● Saved entries
+-------+
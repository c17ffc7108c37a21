use sqlx::SqlitePool;

use crate::{errors::RequestError, models::User};

mod favorite_helpers;
mod ingredient_helpers;
mod recipe_helpers;
mod subscription_helpers;
mod tag_helpers;
mod user_helpers;

pub use favorite_helpers::*;
pub use ingredient_helpers::*;
pub use recipe_helpers::*;
pub use subscription_helpers::*;
pub use tag_helpers::*;
pub use user_helpers::*;

const USER_COLUMNS: &str =
    "id, email, username, first_name, last_name, password, avatar, created_at";

/// Builds a dynamic `UPDATE` for partial profile updates; columns with no
/// submitted value are left untouched.
struct UpdateBuilder {
    assignments: Vec<&'static str>,
    params: Vec<String>,
}

impl UpdateBuilder {
    fn new() -> Self {
        Self {
            assignments: Vec::new(),
            params: Vec::new(),
        }
    }

    fn set(mut self, column: &'static str, value: Option<String>) -> Self {
        if let Some(value) = value {
            self.assignments.push(column);
            self.params.push(value);
        }
        self
    }

    /// Returns `None` when nothing was set.
    fn build(self, table: &'static str) -> Option<(String, Vec<String>)> {
        if self.assignments.is_empty() {
            return None;
        }
        let assignments = self
            .assignments
            .iter()
            .map(|column| format!("{column} = ?"))
            .collect::<Vec<_>>()
            .join(", ");
        Some((
            format!("UPDATE {table} SET {assignments} WHERE id = ?"),
            self.params,
        ))
    }
}

/// Formats ids as a SQL `IN` list. Ids come from typed request fields, never
/// raw text. Empty input yields `(NULL)`, which matches nothing.
fn id_list(ids: &[i64]) -> String {
    if ids.is_empty() {
        return "(NULL)".to_string();
    }
    let joined = ids
        .iter()
        .map(|id| id.to_string())
        .collect::<Vec<_>>()
        .join(", ");
    format!("({joined})")
}

// ----------------- Shared Helper Functions -----------------

pub async fn get_user_by_id(pool: &SqlitePool, id: i64) -> Result<Option<User>, RequestError> {
    let query = format!("SELECT {USER_COLUMNS} FROM users WHERE id = ?");
    let result = sqlx::query_as::<_, User>(&query)
        .bind(id)
        .fetch_optional(pool)
        .await?;
    Ok(result)
}

pub async fn get_user_by_email(
    pool: &SqlitePool,
    email: &str,
) -> Result<Option<User>, RequestError> {
    let query = format!("SELECT {USER_COLUMNS} FROM users WHERE email = ?");
    let result = sqlx::query_as::<_, User>(&query)
        .bind(email)
        .fetch_optional(pool)
        .await?;
    Ok(result)
}

#[cfg(test)]
mod tests {
    use super::*;

    #[test]
    fn update_builder_skips_missing_columns() {
        let (query, params) = UpdateBuilder::new()
            .set("email", Some("new@example.com".to_string()))
            .set("username", None)
            .set("first_name", Some("Nina".to_string()))
            .build("users")
            .unwrap();
        assert_eq!(query, "UPDATE users SET email = ?, first_name = ? WHERE id = ?");
        assert_eq!(params, vec!["new@example.com", "Nina"]);
    }

    #[test]
    fn update_builder_with_no_values_builds_nothing() {
        assert!(UpdateBuilder::new().set("email", None).build("users").is_none());
    }

    #[test]
    fn id_list_formats_in_clause() {
        assert_eq!(id_list(&[1, 2, 3]), "(1, 2, 3)");
        assert_eq!(id_list(&[]), "(NULL)");
    }
}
+-------+
● Work required
Nothing may be omitted or altered; reproduce all of the entries.

● Answer below
repository c17ffc7108c37a21
use sqlx::SqlitePool;

use crate::{errors::RequestError, models::User};

mod favorite_helpers;
mod ingredient_helpers;
mod recipe_helpers;
mod subscription_helpers;
mod tag_helpers;
mod user_helpers;

pub use favorite_helpers::*;
pub use ingredient_helpers::*;
pub use recipe_helpers::*;
pub use subscription_helpers::*;
pub use tag_helpers::*;
pub use user_helpers::*;

const USER_COLUMNS: &str =
    "id, email, username, first_name, last_name, password, avatar, created_at";

/// Builds a dynamic `UPDATE` for partial profile updates; columns with no
/// submitted value are left untouched.
struct UpdateBuilder {
    assignments: Vec<&'static str>,
    params: Vec<String>,
}

impl UpdateBuilder {
    fn new() -> Self {
        Self {
            assignments: Vec::new(),
            params: Vec::new(),
        }
    }

    fn set(mut self, column: &'static str, value: Option<String>) -> Self {
        if let Some(value) = value {
            self.assignments.push(column);
            self.params.push(value);
        }
        self
    }

    /// Returns `None` when nothing was set.
    fn build(self, table: &'static str) -> Option<(String, Vec<String>)> {
        if self.assignments.is_empty() {
            return None;
        }
        let assignments = self
            .assignments
            .iter()
            .map(|column| format!("{column} = ?"))
            .collect::<Vec<_>>()
            .join(", ");
        Some((
            format!("UPDATE {table} SET {assignments} WHERE id = ?"),
            self.params,
        ))
    }
}

/// Formats ids as a SQL `IN` list. Ids come from typed request fields, never
/// raw text. Empty input yields `(NULL)`, which matches nothing.
fn id_list(ids: &[i64]) -> String {
    if ids.is_empty() {
        return "(NULL)".to_string();
    }
    let joined = ids
        .iter()
        .map(|id| id.to_string())
        .collect::<Vec<_>>()
        .join(", ");
    format!("({joined})")
}

// ----------------- Shared Helper Functions -----------------

pub async fn get_user_by_id(pool: &SqlitePool, id: i64) -> Result<Option<User>, RequestError> {
    let query = format!("SELECT {USER_COLUMNS} FROM users WHERE id = ?");
    let result = sqlx::query_as::<_, User>(&query)
        .bind(id)
        .fetch_optional(pool)
        .await?;
    Ok(result)
}

pub async fn get_user_by_email(
    pool: &SqlitePool,
    email: &str,
) -> Result<Option<User>, RequestError> {
    let query = format!("SELECT {USER_COLUMNS} FROM users WHERE email = ?");
    let result = sqlx::query_as::<_, User>(&query)
        .bind(email)
        .fetch_optional(pool)
        .await?;
    Ok(result)
}

#[cfg(test)]
mod tests {
    use super::*;

    #[test]
    fn update_builder_skips_missing_columns() {
        let (query, params) = UpdateBuilder::new()
            .set("email", Some("new@example.com".to_string()))
            .set("username", None)
            .set("first_name", Some("Nina".to_string()))
            .build("users")
            .unwrap();
        assert_eq!(query, "UPDATE users SET email = ?, first_name = ? WHERE id = ?");
        assert_eq!(params, vec!["new@example.com", "Nina"]);
    }

    #[test]
    fn update_builder_with_no_values_builds_nothing() {
        assert!(UpdateBuilder::new().set("email", None).build("users").is_none());
    }

    #[test]
    fn id_list_formats_in_clause() {
        assert_eq!(id_list(&[1, 2, 3]), "(1, 2, 3)");
        assert_eq!(id_list(&[]), "(NULL)");
    }
}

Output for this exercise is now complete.